__Exercise aim__
Here is a block of records. Copy every line in it that includes "track".

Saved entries
....

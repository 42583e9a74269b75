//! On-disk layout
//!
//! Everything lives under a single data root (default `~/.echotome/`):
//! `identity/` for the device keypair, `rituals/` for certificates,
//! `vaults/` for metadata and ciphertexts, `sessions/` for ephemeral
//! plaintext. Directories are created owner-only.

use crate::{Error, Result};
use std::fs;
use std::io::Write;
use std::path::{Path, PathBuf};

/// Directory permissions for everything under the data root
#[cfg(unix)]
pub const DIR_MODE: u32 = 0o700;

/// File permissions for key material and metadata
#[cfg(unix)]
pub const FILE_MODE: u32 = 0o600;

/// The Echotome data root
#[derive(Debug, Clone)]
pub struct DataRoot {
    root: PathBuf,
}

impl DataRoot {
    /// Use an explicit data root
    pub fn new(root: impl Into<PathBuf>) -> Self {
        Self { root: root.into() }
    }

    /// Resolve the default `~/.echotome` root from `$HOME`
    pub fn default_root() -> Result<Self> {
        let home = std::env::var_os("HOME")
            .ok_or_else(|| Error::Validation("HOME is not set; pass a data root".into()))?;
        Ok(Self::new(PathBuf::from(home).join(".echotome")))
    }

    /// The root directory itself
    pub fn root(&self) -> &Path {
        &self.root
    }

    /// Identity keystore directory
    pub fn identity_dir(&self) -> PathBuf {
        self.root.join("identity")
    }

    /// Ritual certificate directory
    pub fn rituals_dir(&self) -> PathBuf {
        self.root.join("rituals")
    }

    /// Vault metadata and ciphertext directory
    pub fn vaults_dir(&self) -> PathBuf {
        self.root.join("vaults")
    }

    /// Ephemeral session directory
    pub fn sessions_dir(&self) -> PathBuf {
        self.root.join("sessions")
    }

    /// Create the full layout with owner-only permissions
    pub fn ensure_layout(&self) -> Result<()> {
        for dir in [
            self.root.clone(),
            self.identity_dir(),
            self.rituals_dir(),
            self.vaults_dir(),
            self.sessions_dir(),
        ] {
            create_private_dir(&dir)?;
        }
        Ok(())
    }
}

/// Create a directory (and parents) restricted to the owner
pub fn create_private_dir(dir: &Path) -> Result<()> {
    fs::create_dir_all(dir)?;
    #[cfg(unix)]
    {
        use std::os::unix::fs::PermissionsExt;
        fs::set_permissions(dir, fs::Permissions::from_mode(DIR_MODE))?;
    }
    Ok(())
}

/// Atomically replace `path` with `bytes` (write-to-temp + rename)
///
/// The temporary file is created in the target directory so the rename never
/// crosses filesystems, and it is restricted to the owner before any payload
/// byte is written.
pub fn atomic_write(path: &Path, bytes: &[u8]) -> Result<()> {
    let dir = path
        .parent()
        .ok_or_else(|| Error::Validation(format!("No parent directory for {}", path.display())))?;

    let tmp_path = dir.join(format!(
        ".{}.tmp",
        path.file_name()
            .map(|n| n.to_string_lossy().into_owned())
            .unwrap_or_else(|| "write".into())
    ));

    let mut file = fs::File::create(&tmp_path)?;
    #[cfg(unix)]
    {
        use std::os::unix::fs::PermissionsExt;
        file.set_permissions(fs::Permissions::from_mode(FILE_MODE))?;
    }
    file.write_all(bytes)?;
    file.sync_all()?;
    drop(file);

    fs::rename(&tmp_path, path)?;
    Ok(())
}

....

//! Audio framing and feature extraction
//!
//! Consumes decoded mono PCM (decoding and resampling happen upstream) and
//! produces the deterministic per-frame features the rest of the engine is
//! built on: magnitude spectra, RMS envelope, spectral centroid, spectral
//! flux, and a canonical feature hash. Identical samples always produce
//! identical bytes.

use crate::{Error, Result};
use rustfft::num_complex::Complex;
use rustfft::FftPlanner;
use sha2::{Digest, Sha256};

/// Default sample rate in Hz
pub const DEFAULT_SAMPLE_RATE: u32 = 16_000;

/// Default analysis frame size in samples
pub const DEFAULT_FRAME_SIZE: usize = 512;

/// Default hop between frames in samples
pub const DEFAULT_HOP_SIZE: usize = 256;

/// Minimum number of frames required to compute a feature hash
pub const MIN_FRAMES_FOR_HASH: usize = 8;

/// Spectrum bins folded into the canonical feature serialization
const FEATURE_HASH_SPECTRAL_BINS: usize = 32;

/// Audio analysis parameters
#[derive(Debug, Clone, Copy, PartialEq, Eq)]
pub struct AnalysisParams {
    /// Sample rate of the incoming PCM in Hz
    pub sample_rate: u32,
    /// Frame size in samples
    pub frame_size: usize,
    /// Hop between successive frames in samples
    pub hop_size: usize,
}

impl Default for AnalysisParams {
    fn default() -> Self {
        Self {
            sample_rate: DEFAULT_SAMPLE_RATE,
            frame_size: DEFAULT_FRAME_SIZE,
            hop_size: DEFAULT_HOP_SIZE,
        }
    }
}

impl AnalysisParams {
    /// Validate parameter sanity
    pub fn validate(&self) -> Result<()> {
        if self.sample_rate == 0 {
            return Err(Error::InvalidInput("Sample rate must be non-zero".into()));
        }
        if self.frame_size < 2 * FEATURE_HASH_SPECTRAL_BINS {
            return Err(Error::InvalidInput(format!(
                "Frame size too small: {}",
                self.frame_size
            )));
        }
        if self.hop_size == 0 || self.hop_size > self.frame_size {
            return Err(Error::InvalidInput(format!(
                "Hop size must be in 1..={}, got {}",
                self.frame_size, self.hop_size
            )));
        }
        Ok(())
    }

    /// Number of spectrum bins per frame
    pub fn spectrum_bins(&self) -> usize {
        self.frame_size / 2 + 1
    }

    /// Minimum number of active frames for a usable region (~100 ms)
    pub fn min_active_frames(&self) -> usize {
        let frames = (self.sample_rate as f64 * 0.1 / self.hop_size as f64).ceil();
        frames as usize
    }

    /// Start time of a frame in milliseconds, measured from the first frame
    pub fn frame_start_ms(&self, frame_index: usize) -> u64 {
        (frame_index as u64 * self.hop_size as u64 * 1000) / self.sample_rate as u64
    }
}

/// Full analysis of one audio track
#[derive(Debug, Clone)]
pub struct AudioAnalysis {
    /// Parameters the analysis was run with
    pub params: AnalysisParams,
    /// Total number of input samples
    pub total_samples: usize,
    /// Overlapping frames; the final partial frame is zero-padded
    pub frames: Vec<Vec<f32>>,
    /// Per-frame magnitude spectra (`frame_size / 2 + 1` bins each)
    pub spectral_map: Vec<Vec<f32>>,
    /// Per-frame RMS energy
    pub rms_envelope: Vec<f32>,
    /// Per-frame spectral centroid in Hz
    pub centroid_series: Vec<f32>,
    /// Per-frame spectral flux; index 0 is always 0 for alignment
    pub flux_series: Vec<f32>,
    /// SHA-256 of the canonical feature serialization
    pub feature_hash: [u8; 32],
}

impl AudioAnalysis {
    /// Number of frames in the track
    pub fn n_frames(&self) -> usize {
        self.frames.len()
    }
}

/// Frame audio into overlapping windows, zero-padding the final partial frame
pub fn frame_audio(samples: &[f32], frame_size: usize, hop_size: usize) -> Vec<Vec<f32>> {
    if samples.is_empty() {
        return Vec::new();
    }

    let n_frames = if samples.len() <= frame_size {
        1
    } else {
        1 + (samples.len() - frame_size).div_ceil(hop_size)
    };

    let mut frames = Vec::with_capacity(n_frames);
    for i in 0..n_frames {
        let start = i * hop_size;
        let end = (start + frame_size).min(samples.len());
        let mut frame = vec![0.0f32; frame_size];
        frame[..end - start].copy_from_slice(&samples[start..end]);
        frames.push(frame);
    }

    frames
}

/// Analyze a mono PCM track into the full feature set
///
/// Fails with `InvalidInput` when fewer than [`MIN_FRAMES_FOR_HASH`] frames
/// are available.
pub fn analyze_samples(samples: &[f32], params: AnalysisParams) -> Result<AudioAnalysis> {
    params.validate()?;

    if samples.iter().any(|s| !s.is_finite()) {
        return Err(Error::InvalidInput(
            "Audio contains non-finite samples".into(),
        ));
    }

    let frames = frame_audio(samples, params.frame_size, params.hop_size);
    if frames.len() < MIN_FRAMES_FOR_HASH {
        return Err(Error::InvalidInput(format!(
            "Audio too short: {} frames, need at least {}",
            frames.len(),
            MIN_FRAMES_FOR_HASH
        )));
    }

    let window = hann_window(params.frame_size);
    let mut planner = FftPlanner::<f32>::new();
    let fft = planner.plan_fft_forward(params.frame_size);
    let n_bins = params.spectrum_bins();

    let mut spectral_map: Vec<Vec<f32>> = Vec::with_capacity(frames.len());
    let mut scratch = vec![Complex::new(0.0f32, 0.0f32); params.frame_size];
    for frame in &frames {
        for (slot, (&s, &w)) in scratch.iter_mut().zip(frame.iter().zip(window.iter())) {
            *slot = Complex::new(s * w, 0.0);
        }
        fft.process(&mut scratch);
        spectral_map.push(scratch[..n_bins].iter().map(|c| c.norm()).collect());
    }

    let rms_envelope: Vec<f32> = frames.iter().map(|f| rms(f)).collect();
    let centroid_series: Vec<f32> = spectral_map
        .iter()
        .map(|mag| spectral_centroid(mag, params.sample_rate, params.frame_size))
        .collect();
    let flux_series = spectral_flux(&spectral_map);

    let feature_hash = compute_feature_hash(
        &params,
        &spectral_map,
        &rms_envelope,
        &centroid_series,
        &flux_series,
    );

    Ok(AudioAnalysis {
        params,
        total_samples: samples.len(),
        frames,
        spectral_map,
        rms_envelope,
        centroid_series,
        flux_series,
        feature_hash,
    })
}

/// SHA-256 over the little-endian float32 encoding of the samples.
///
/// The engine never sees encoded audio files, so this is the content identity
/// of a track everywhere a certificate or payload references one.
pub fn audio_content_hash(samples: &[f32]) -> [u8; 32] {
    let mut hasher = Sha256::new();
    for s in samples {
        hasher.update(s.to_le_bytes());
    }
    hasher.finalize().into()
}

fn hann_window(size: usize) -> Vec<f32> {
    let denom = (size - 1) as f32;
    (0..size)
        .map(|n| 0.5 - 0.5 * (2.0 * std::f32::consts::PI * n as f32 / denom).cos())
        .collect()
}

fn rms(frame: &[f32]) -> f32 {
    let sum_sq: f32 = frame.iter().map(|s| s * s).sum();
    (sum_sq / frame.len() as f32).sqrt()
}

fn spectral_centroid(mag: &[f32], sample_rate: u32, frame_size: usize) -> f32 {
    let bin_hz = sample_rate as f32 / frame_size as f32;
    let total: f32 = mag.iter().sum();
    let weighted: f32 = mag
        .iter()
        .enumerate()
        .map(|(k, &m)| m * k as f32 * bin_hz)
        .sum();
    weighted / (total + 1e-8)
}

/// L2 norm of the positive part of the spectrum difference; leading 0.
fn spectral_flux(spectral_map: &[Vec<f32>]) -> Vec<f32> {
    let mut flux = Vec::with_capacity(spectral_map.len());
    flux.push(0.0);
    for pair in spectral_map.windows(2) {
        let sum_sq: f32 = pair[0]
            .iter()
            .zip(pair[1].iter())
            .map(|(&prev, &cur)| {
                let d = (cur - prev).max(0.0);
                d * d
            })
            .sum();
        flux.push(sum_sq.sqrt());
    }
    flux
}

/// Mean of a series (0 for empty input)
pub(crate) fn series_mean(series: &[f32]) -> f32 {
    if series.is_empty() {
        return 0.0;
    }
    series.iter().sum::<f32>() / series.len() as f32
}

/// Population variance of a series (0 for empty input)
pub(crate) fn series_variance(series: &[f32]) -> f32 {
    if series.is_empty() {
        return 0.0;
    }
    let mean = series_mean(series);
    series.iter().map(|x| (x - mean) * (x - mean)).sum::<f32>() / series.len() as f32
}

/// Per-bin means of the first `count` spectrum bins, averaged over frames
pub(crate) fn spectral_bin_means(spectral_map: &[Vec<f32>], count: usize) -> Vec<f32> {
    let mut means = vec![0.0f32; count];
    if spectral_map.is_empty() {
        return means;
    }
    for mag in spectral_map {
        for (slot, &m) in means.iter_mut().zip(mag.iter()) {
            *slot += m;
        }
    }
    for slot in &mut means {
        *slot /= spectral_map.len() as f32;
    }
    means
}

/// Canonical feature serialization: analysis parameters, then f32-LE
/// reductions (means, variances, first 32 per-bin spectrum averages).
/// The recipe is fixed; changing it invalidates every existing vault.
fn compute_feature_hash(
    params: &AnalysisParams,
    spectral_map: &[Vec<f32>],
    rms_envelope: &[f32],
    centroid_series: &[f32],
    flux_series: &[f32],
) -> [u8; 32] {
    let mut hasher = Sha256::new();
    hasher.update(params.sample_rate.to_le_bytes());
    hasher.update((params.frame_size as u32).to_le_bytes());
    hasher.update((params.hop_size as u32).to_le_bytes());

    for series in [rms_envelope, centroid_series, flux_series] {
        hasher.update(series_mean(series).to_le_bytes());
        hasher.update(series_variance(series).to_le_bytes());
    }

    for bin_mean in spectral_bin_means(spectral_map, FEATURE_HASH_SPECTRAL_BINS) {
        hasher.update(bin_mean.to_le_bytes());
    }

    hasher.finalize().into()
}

....

__Result__
/// Full analysis of one audio track
    /// Number of frames in the track
/// Analyze a mono PCM track into the full feature set
/// of a track everywhere a certificate or payload references one.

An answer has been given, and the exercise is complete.